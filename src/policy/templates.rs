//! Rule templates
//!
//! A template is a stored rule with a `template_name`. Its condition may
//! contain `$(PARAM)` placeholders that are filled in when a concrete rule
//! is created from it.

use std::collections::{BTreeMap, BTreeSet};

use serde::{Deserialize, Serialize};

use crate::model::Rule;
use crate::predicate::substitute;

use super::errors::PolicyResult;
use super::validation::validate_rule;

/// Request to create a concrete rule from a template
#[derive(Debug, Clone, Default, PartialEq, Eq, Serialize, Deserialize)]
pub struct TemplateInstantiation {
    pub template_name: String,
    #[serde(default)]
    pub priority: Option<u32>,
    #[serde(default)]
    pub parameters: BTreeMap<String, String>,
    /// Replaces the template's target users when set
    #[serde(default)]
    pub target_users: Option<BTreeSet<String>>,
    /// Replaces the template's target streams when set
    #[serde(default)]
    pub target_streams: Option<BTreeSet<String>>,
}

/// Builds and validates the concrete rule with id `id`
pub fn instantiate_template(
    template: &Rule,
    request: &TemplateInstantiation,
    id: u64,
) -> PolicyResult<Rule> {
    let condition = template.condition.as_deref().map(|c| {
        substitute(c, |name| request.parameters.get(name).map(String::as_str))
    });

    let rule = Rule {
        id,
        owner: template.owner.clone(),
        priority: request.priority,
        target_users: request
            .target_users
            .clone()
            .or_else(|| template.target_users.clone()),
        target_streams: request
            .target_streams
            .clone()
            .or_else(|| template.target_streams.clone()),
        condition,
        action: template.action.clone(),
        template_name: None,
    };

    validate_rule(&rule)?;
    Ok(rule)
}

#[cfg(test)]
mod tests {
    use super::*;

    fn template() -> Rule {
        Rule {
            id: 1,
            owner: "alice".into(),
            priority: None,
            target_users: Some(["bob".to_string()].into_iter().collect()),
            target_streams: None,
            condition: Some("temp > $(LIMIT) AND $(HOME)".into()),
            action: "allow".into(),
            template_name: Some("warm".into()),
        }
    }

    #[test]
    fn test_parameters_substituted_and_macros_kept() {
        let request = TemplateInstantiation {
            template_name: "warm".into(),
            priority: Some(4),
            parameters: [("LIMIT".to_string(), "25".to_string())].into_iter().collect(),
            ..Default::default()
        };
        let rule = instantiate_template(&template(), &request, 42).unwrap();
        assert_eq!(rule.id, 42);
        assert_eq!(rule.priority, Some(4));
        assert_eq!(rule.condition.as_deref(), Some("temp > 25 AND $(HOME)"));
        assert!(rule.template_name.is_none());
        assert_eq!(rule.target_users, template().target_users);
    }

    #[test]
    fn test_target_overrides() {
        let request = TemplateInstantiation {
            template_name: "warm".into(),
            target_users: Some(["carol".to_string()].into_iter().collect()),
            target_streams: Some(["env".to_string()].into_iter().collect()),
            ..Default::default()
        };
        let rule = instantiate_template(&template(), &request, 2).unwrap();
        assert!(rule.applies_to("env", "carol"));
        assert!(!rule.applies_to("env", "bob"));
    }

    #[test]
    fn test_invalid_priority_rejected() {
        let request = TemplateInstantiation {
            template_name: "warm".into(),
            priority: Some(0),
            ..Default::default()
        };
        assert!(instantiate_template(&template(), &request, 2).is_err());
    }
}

### WHAT THIS TASK INVOLVES
What lines in the listing above contain the word "owner"? Show each one.

### EXERCISE SOLUTION
        owner: template.owner.clone(),
            owner: "alice".into(),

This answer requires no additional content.